De leur côté, les producteurs d’énergie renouvelable ont subi un changement de règles du jeu déplafonnant le montant des restitutions à l’Etat en cas de hausse des prix de l’énergie. Résultat des courses, ce secteur encore fragile devient contributeur net et devrait être taxé à hauteur de 13,7 Md€ cette année encore.

Banques : la tentation de la taxe

L’Italie de Giorgia Meloni a pris cet été des mesures particulièrement dures contre ses propres banques. En plein mois d’août, le gouvernement a annoncé souhaiter prélever une taxe de 40% sur les surprofits des banques commerciales, avec des recettes pour l’Etat se chiffrant en milliards d’euros selon les estimations du vice-premier ministre, Matteo Salvini.

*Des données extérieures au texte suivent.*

//! Configuration value objects shared across layers

mod output_format;

pub use output_format::OutputFormat;
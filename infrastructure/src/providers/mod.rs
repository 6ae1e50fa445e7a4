//! Provider adapters
//!
//! One [`ProviderAdapter`] per wire protocol. The [`ProviderRegistry`]
//! resolves a node's credential and endpoint and routes the call to the
//! adapter for the node's protocol.

pub mod anthropic;
pub mod gemini;
mod http;
pub mod openai_compat;
pub mod registry;
mod sse;

pub use registry::ProviderRegistry;

use async_trait::async_trait;
use council_application::ports::node_gateway::{GatewayError, StreamHandle};
use council_domain::ProtocolKind;

/// Sampling temperature used for every generation request
pub const TEMPERATURE: f64 = 0.7;

/// A fully resolved generation request.
#[derive(Debug, Clone, PartialEq)]
pub struct ProviderRequest {
    /// API base URL without a trailing slash
    pub endpoint: String,
    /// Credential, absent for self-hosted providers without one
    pub api_key: Option<String>,
    pub model: String,
    pub prompt: String,
    pub system: Option<String>,
}

impl ProviderRequest {
    /// The system instruction, if non-empty.
    pub fn system(&self) -> Option<&str> {
        self.system.as_deref().filter(|s| !s.trim().is_empty())
    }
}

/// Adapter for one wire protocol.
#[async_trait]
pub trait ProviderAdapter: Send + Sync {
    fn protocol(&self) -> ProtocolKind;

    /// Complete generation.
    async fn generate(&self, request: &ProviderRequest) -> Result<String, GatewayError>;

    /// Streaming generation.
    ///
    /// Errors before the first byte fail the call; errors afterwards arrive
    /// on the stream with the partial text preserved.
    async fn generate_stream(&self, request: ProviderRequest)
    -> Result<StreamHandle, GatewayError>;
}
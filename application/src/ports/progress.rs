//! Progress notification port
//!
//! Defines the interface for reporting progress during a council run.

use council_domain::{Node, ResponseStatus, Stage};

/// Callback for progress updates during a council run
///
/// Implementations live in the presentation layer and can display
/// progress in various ways (console, web UI, etc.)
pub trait ProgressNotifier: Send + Sync {
    /// Called when a stage starts
    fn on_phase_start(&self, stage: &Stage, total_tasks: usize);

    /// Called when one node's task completes within a stage
    fn on_task_complete(&self, stage: &Stage, node: &Node, status: &ResponseStatus);

    /// Called when a stage completes
    fn on_phase_complete(&self, stage: &Stage);

    // ==================== Verdict Stream Callbacks ====================

    /// Called when the chairman starts streaming.
    fn on_synthesis_start(&self, _chairman: &Node) {}

    /// Called for each text chunk of the verdict.
    fn on_synthesis_chunk(&self, _chunk: &str) {}

    /// Called when the verdict stream ends, cleanly or not.
    fn on_synthesis_end(&self, _complete: bool) {}
}

/// No-op progress notifier for when progress reporting is not needed
pub struct NoProgress;

impl ProgressNotifier for NoProgress {
    fn on_phase_start(&self, _stage: &Stage, _total_tasks: usize) {}
    fn on_task_complete(&self, _stage: &Stage, _node: &Node, _status: &ResponseStatus) {}
    fn on_phase_complete(&self, _stage: &Stage) {}
}
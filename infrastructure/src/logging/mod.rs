//! Structured conversation logging.
//!
//! Provides [`JsonlConversationLogger`], a JSONL file writer that implements
//! the [`ConversationLogger`](council_application::ConversationLogger) port.

mod jsonl_logger;

pub use jsonl_logger::JsonlConversationLogger;
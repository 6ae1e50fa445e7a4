//! Operator input during a live debate.

/// One line of operator input
#[derive(Debug, Clone, PartialEq, Eq)]
pub enum DebateCommand {
    Pause,
    Resume,
    End,
    /// Posted to the debate as the user
    Say(String),
    /// A slash command that is not recognised
    Unknown(String),
}

impl DebateCommand {
    /// Parse a stdin line; blank lines yield `None`.
    pub fn parse(line: &str) -> Option<Self> {
        let line = line.trim();
        if line.is_empty() {
            return None;
        }
        let command = match line.to_lowercase().as_str() {
            "/pause" | "/p" => DebateCommand::Pause,
            "/resume" | "/r" => DebateCommand::Resume,
            "/end" | "/quit" | "/q" => DebateCommand::End,
            other if other.starts_with('/') => DebateCommand::Unknown(line.to_string()),
            _ => DebateCommand::Say(line.to_string()),
        };
        Some(command)
    }

    pub fn help() -> &'static str {
        "Commands: /pause, /resume, /end. Any other line joins the debate."
    }
}

#[cfg(test)]
mod tests {
    use super::*;

    #[test]
    fn test_parse_commands() {
        assert_eq!(DebateCommand::parse("/pause"), Some(DebateCommand::Pause));
        assert_eq!(DebateCommand::parse("  /RESUME "), Some(DebateCommand::Resume));
        assert_eq!(DebateCommand::parse("/end"), Some(DebateCommand::End));
        assert_eq!(
            DebateCommand::parse("/shout"),
            Some(DebateCommand::Unknown("/shout".to_string()))
        );
    }

    #[test]
    fn test_plain_text_is_said_verbatim() {
        assert_eq!(
            DebateCommand::parse("  What about latency?\n"),
            Some(DebateCommand::Say("What about latency?".to_string()))
        );
        assert_eq!(DebateCommand::parse("   "), None);
    }
}
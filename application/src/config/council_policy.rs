//! Council run policy.
//!
//! [`CouncilPolicy`] holds the knobs of a council run that are product
//! decisions rather than derived invariants, such as how many ready nodes a
//! round needs.

use council_domain::ContextBudget;
use std::time::Duration;

/// Council run parameters.
#[derive(Debug, Clone, PartialEq, Eq)]
pub struct CouncilPolicy {
    /// Ready nodes required before a round is attempted.
    pub min_ready_nodes: usize,
    /// Run the peer review stage between the round and the debate.
    pub enable_review: bool,
    /// Upper bound on one node's round or review call.
    pub node_timeout: Option<Duration>,
    /// Budget used when building the chairman context.
    pub budget: ContextBudget,
}

impl CouncilPolicy {
    pub const DEFAULT_MIN_READY_NODES: usize = 2;

    // ==================== Builder Methods ====================

    pub fn with_min_ready_nodes(mut self, min: usize) -> Self {
        self.min_ready_nodes = min;
        self
    }

    pub fn with_review(mut self, enable: bool) -> Self {
        self.enable_review = enable;
        self
    }

    pub fn with_node_timeout(mut self, timeout: Option<Duration>) -> Self {
        self.node_timeout = timeout;
        self
    }

    pub fn with_budget(mut self, budget: ContextBudget) -> Self {
        self.budget = budget;
        self
    }
}

impl Default for CouncilPolicy {
    fn default() -> Self {
        Self {
            min_ready_nodes: Self::DEFAULT_MIN_READY_NODES,
            enable_review: false,
            node_timeout: Some(Duration::from_secs(120)),
            budget: ContextBudget::default(),
        }
    }
}
//! Streaming events for incremental model output.
//!
//! [`StreamEvent`] represents individual events in a streaming response,
//! enabling real-time display of a verdict as it's generated.
//!
//! A stream is complete only when it ends with [`StreamEvent::Completed`].
//! An [`StreamEvent::Error`], or a channel that closes without a terminal
//! event, means the text received so far is partial.

/// An event in a streaming model response.
#[derive(Debug, Clone, PartialEq, Eq)]
pub enum StreamEvent {
    /// A text chunk from the model.
    Delta(String),
    /// The complete response text (signals stream end).
    Completed(String),
    /// An error that occurred during streaming.
    Error(String),
}

impl StreamEvent {
    /// Returns the text content if this is a Delta or Completed event.
    pub fn text(&self) -> Option<&str> {
        match self {
            StreamEvent::Delta(s) | StreamEvent::Completed(s) => Some(s),
            StreamEvent::Error(_) => None,
        }
    }

    /// Returns true if this event signals the end of the stream.
    pub fn is_terminal(&self) -> bool {
        matches!(self, StreamEvent::Completed(_) | StreamEvent::Error(_))
    }
}
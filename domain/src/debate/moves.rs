//! Rhetorical moves offered to debaters each turn.

/// A rhetorical move a node is nudged to use
#[derive(Debug, Clone, Copy, PartialEq, Eq)]
pub enum RhetoricalMove {
    Challenge,
    Analogy,
    ConcessionPivot,
    DirectQuestion,
    EmotionalSpike,
}

impl RhetoricalMove {
    pub const ALL: [RhetoricalMove; 5] = [
        RhetoricalMove::Challenge,
        RhetoricalMove::Analogy,
        RhetoricalMove::ConcessionPivot,
        RhetoricalMove::DirectQuestion,
        RhetoricalMove::EmotionalSpike,
    ];

    /// Suggested move for a given turn; rotates so consecutive turns differ.
    pub fn for_turn(turn_index: usize) -> Self {
        Self::ALL[turn_index % Self::ALL.len()]
    }

    pub fn label(&self) -> &'static str {
        match self {
            RhetoricalMove::Challenge => "CHALLENGE",
            RhetoricalMove::Analogy => "ANALOGY",
            RhetoricalMove::ConcessionPivot => "CONCESSION + PIVOT",
            RhetoricalMove::DirectQuestion => "DIRECT QUESTION",
            RhetoricalMove::EmotionalSpike => "EMOTIONAL SPIKE",
        }
    }

    pub fn guidance(&self) -> &'static str {
        match self {
            RhetoricalMove::Challenge => "\"That's wrong, and here's why...\"",
            RhetoricalMove::Analogy => "Draw a sharp, clear parallel to something real",
            RhetoricalMove::ConcessionPivot => {
                "Admit one tiny thing, then flip it against them"
            }
            RhetoricalMove::DirectQuestion => {
                "Throw a rhetorical bomb the others must react to"
            }
            RhetoricalMove::EmotionalSpike => {
                "Show conviction (frustration, surprise, urgency) briefly, then reason"
            }
        }
    }
}

#[cfg(test)]
mod tests {
    use super::*;

    #[test]
    fn test_consecutive_turns_differ() {
        for turn in 0..20 {
            assert_ne!(RhetoricalMove::for_turn(turn), RhetoricalMove::for_turn(turn + 1));
        }
    }
}
//! Use cases
//!
//! Application-level operations that orchestrate domain logic.

pub mod debate;
pub mod peer_review;
pub mod readiness;
pub mod run_council;
pub mod run_round;
pub(crate) mod shared;
pub mod synthesize;
pub mod verify_keys;

#[cfg(test)]
pub(crate) mod test_support;
//! Application-level configuration.
//!
//! This module provides configuration types that control how use cases behave:
//!
//! - [`CouncilPolicy`] : round quorum, peer review, per-node timeout
//! - [`DebatePolicy`] : debate timer cadence and prompt budget

pub mod council_policy;
pub mod debate_policy;

pub use council_policy::CouncilPolicy;
pub use debate_policy::DebatePolicy;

Immédiatement, les plus grands établissements bancaires du pays ont vu leurs titres baisser. UniCredit a abandonné 5,92%, Intesa Sanpaolo s’est effondré de 8,57%, tandis que Banco BPM a lâché 9%. Il faut dire que la mesure tombe au plus mal pour un secteur bancaire italien que l’on disait au bord du gouffre l’an passé, du fait de son exposition à la dette d’Etat italienne et au risque de défauts des entreprises privées en cas de contraction de l’économie.

Le gouvernement a pourtant fait la sourde oreille et a décidé que le bol d’air offert par la hausse des taux d’intérêt était un surprofit inacceptable.

Si les marchés pouvaient attendre du gouvernement Meloni des mesures plus populistes qu’économiquement efficaces (ses priorités étant clairement affichées), rien ne laissait croire que les Pays-Bas emboîteraient le pas à l’Italie dans sa croisade anti-banques.

Se convertissant à l’illibéralisme, le gouvernement néerlandais a annoncé fin septembre une hausse de 70% de la taxe bancaire. Echaudés, les marchés se sont débarrassés des titres des établissements nationaux : ING a perdu de plus de 6,2% à la Bourse d’Amsterdam, tandis qu’ABN Amro a cédé 4,5%. Ironie du sort, la mesure populiste a immédiatement fait perdre à l’Etat-actionnaire plus de 250 millions d’euros en participations dans les banques… alors que la Chambre des représentants espérait gagner avec cette nouvelle taxe 350 M€ au mieux.

La multiplication des mesures punitives à l’encontre des banques et des énergéticiens, si contre-productives qu’elles soient en termes économiques, ne doit pas être ignorée. Dans un contexte de budgets tendus et de gouvernements privés de marges de manoeuvre, elles risquent fort de se multiplier dans les prochains mois.

Quelle que soit la qualité de ces entreprises, les investisseurs doivent désormais prendre en compte un risque politique fort et le pricer dans leurs estimations de valeur intrinsèque.